**WHAT NEEDS TO BE DONE**:
After locating the line with "fn details(&self) -> &PeerDetails;" in the data that follows, return it and every later line exactly, up to and including the line with "to its subscribers.".

══ WORKING DATA

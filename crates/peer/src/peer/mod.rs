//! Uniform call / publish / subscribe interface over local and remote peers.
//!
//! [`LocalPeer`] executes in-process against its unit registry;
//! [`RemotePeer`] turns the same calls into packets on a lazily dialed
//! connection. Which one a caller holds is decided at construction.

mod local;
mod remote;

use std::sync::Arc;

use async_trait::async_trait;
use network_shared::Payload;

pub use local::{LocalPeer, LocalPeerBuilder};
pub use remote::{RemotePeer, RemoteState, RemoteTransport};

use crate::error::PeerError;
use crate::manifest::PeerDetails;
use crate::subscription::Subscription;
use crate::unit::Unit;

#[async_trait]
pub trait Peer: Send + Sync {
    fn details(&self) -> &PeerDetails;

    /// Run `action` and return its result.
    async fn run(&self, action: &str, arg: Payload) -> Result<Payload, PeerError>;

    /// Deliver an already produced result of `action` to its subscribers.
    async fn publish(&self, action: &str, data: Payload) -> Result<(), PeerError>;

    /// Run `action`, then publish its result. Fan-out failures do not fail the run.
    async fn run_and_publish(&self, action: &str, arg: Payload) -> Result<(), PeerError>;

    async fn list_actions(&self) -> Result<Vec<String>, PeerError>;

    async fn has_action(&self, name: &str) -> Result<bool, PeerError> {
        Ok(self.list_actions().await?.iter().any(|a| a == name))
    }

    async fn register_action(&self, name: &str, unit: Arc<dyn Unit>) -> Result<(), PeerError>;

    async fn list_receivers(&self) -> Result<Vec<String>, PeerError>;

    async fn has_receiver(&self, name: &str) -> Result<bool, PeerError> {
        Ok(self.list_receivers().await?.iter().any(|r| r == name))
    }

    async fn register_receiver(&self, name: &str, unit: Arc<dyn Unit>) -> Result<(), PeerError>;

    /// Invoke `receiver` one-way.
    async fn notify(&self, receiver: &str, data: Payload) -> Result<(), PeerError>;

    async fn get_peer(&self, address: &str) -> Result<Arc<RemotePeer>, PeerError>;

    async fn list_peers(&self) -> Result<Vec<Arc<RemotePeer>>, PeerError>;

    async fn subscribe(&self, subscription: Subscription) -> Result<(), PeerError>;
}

════

**YOUR SOLUTION**:
    fn details(&self) -> &PeerDetails;

    /// Run `action` and return its result.
    async fn run(&self, action: &str, arg: Payload) -> Result<Payload, PeerError>;

    /// Deliver an already produced result of `action` to its subscribers.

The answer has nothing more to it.